P L Budihal, a senior state forest official, says if mandals spent money on social forestry, they preferred roadside plantations, which had greater visibility than block plantations. Another forest official, C Venkatasubbaiah, says in politically divided villages, one party would ask for a plantation on common land to drive out encroachers from rival parties.

M V Nadkarni of ISEC adds, "Mandal panchayats were interested primarily in harvesting produce and had little interest in ploughing resources back to regenerate plantations" (See boxes).

The forest bureaucracy also did not make much of an effort to involve the villagers. Though Venkatasubbaiah claims villagers were asked about the choice of species prior to planting, their involvement at plantation time was minimal. Mandal panchayat involvement began after three years, when the department handed over the plantations over to the mandal. The mandal panchayats were entitled to 50 per cent of the produce and the rest went to the forest department.

But C H Gowda, mandal pradhan of Chitrahalli, says the members of his mandal wanted a bigger share of the produce. The state government was in the early 1990s reportedly considering a scheme to allot 90 per cent of the produce to the people, provided 50 per cent is used to reforest the land.

After the social forestry plantations were handed over to the mandal panchayats, they were to be managed by village forest committees. But this was done in only a few villages.
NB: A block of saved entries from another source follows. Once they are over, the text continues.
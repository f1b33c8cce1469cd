//! Locating the JSON object inside a chatty generator reply.
//!
//! Boundaries are the first `{` and the last `}`. There is no brace balancing:
//! braces inside string values are tolerated, but a brace in the commentary
//! around the object will widen the region and the repair chain gets a
//! corrupted candidate. The repair passes were tuned against this shape.

/// Slice of `text` from the first `{` through the last `}`, inclusive.
pub fn extract_json_region(text: &str) -> Option<&str> {
  let start = text.find('{')?;
  let end = text.rfind('}')?;
  if end < start {
    return None;
  }
  Some(&text[start..=end])
}

#[cfg(test)]
mod tests {
  use super::*;

  #[test]
  fn strips_commentary_around_object() {
    let body = r#""title": "Quest", "story": "Go {north}""#;
    let text = format!("Sure! Here is your JSON:\n{{{body}}}\nHope it helps.");
    assert_eq!(extract_json_region(&text), Some(format!("{{{body}}}").as_str()));
  }

  #[test]
  fn missing_or_reversed_braces_yield_none() {
    assert_eq!(extract_json_region("no json here"), None);
    assert_eq!(extract_json_region("only { open"), None);
    assert_eq!(extract_json_region("} reversed {"), None);
  }

  #[test]
  fn stray_brace_in_commentary_widens_region() {
    let text = "Use {braces} wisely: {\"a\": 1}";
    assert_eq!(extract_json_region(text), Some("{braces} wisely: {\"a\": 1}"));
  }
}
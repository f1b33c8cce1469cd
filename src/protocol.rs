//! Public HTTP request/response DTOs (serde ready).
//! Records themselves are serialized straight from `domain`; this module only
//! holds the query/body shapes and the small envelope types.

use serde::{Deserialize, Serialize};

use crate::domain::{ChallengeType, RequestParams};

/// `GET /api/story` query. Values arrive as strings and are parsed leniently.
#[derive(Debug, Default, Deserialize)]
pub struct StoryQuery {
    pub level: Option<String>,
    pub objective: Option<String>,
    pub context: Option<String>,
}

/// `GET /api/challenge` query.
#[derive(Debug, Default, Deserialize)]
pub struct ChallengeQuery {
    pub level: Option<String>,
    pub language: Option<String>,
    #[serde(rename = "type")]
    pub challenge_type: Option<String>,
    pub objective: Option<String>,
    pub context: Option<String>,
}

/// `POST /api/feedback` body. Missing fields count as empty strings.
#[derive(Debug, Default, Deserialize)]
pub struct FeedbackIn {
    #[serde(default)]
    pub answer: String,
    #[serde(default)]
    pub correct_answer: String,
    #[serde(default)]
    pub question: String,
}

#[derive(Debug, Serialize)]
pub struct HealthOut {
    pub status: &'static str,
    pub message: &'static str,
}

#[derive(Debug, Serialize)]
pub struct ErrorOut {
    pub error: String,
    pub code: &'static str,
}

/// Level from a query string: unparsable or missing means 1, zero is lifted to 1.
pub fn parse_level(raw: Option<&str>) -> u8 {
    raw.and_then(|s| s.trim().parse::<u8>().ok()).unwrap_or(1).max(1)
}

fn non_empty(s: Option<String>) -> Option<String> {
    s.map(|v| v.trim().to_string()).filter(|v| !v.is_empty())
}

impl StoryQuery {
    pub fn into_params(self) -> RequestParams {
        RequestParams {
            level: Some(parse_level(self.level.as_deref())),
            objective: non_empty(self.objective),
            story_context: non_empty(self.context),
            ..Default::default()
        }
    }
}

impl ChallengeQuery {
    /// An unrecognized `type` is ignored rather than rejected.
    pub fn into_params(self) -> RequestParams {
        RequestParams {
            level: Some(parse_level(self.level.as_deref())),
            language: non_empty(self.language).map(|l| l.to_lowercase()),
            challenge_type: self.challenge_type.as_deref().and_then(ChallengeType::parse_loose),
            objective: non_empty(self.objective),
            story_context: non_empty(self.context),
            ..Default::default()
        }
    }
}

impl FeedbackIn {
    pub fn into_params(self) -> RequestParams {
        RequestParams {
            answer: Some(self.answer),
            correct_answer: Some(self.correct_answer),
            question: Some(self.question),
            ..Default::default()
        }
    }
}

#[cfg(test)]
mod tests {
    use super::*;

    #[test]
    fn level_parsing_is_lenient() {
        assert_eq!(parse_level(Some("3")), 3);
        assert_eq!(parse_level(Some(" 2 ")), 2);
        assert_eq!(parse_level(Some("abc")), 1);
        assert_eq!(parse_level(Some("0")), 1);
        assert_eq!(parse_level(None), 1);
    }

    #[test]
    fn challenge_query_maps_type_and_language() {
        let q = ChallengeQuery {
            level: Some("2".into()),
            language: Some("JavaScript".into()),
            challenge_type: Some("multiple_choice".into()),
            ..Default::default()
        };
        let p = q.into_params();
        assert_eq!(p.level, Some(2));
        assert_eq!(p.language.as_deref(), Some("javascript"));
        assert_eq!(p.challenge_type, Some(ChallengeType::MultipleChoice));

        let unknown = ChallengeQuery { challenge_type: Some("essay".into()), ..Default::default() };
        assert_eq!(unknown.into_params().challenge_type, None);
    }
}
And, where they existed, villagers had little knowledge of them and mandal panchayats tended to disregard them in their attempts to make money out of the social forestry plantations.

Of the development funds available to various departments, a considerable proportion was spent on salaries and maintenance, leaving very little for development. For example, of the Rs 60 lakh allocated to the national watershed development programme in Chitradurga, only about Rs 30 lakh was available for soil conservation after meeting salary expenses. The state's officials claim JRY funds allocated by zillah parishads were sufficient only to meet costs of maintaining the forest department infrastructure.

Operational problems
Budihal also points out funds diverted by mandal panchayats for social forestry plantations were usually too small to raise meaningful plantations. He says if 10 members of a mandal panchayat wanted to raise plantations in their areas, the approximate sum of Rs 50,000 available had to be divided among them.
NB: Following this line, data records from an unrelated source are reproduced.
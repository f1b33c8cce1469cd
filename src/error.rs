//! Error taxonomy of the content pipeline.
//!
//! Every stage reports into `PipelineError`; the orchestrator turns all of them
//! into a retry decision. Only `AttemptsExhausted` ever reaches a caller, and
//! only for content kinds without a fallback record.

use thiserror::Error;

use crate::domain::ContentKind;

#[derive(Debug, Error)]
pub enum PipelineError {
  #[error("generator unavailable: {0}")]
  GenerationUnavailable(String),

  #[error("no JSON object region in generator output")]
  ExtractionFailure,

  #[error("no repair strategy produced parseable JSON")]
  RepairFailure,

  #[error("schema violation: {0}")]
  SchemaViolation(String),

  #[error("{kind}: all {attempts} attempts failed (last: {last})")]
  AttemptsExhausted {
    kind: ContentKind,
    attempts: u32,
    last: Box<PipelineError>,
  },
}

impl PipelineError {
  pub fn schema(msg: impl Into<String>) -> Self {
    PipelineError::SchemaViolation(msg.into())
  }

  /// Stable tag for logs and API error bodies.
  pub fn code(&self) -> &'static str {
    match self {
      PipelineError::GenerationUnavailable(_) => "generation_unavailable",
      PipelineError::ExtractionFailure => "extraction_failure",
      PipelineError::RepairFailure => "repair_failure",
      PipelineError::SchemaViolation(_) => "schema_violation",
      PipelineError::AttemptsExhausted { .. } => "attempts_exhausted",
    }
  }
}

#[cfg(test)]
mod tests {
  use super::*;

  #[test]
  fn exhausted_message_names_last_failure() {
    let e = PipelineError::AttemptsExhausted {
      kind: ContentKind::Feedback,
      attempts: 3,
      last: Box::new(PipelineError::RepairFailure),
    };
    assert_eq!(e.code(), "attempts_exhausted");
    let msg = e.to_string();
    assert!(msg.contains("feedback"), "{msg}");
    assert!(msg.contains("no repair strategy"), "{msg}");
  }
}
It is quite apparent that the rural elite controlled the panchayati raj institutions and the programmes they implemented usually reflected their priorities. Powerful mandal pradhans in several villages even misused their powers and entered into illicit arrangements with timber contractors.

But the experience also shows the poorer sections were gradually becoming aware of their rights. Though it will probably be a while before rural communities can determine their destinies, it is clear that social action groups could hasten this process by organising them to take advantage of panchayati raj institutions.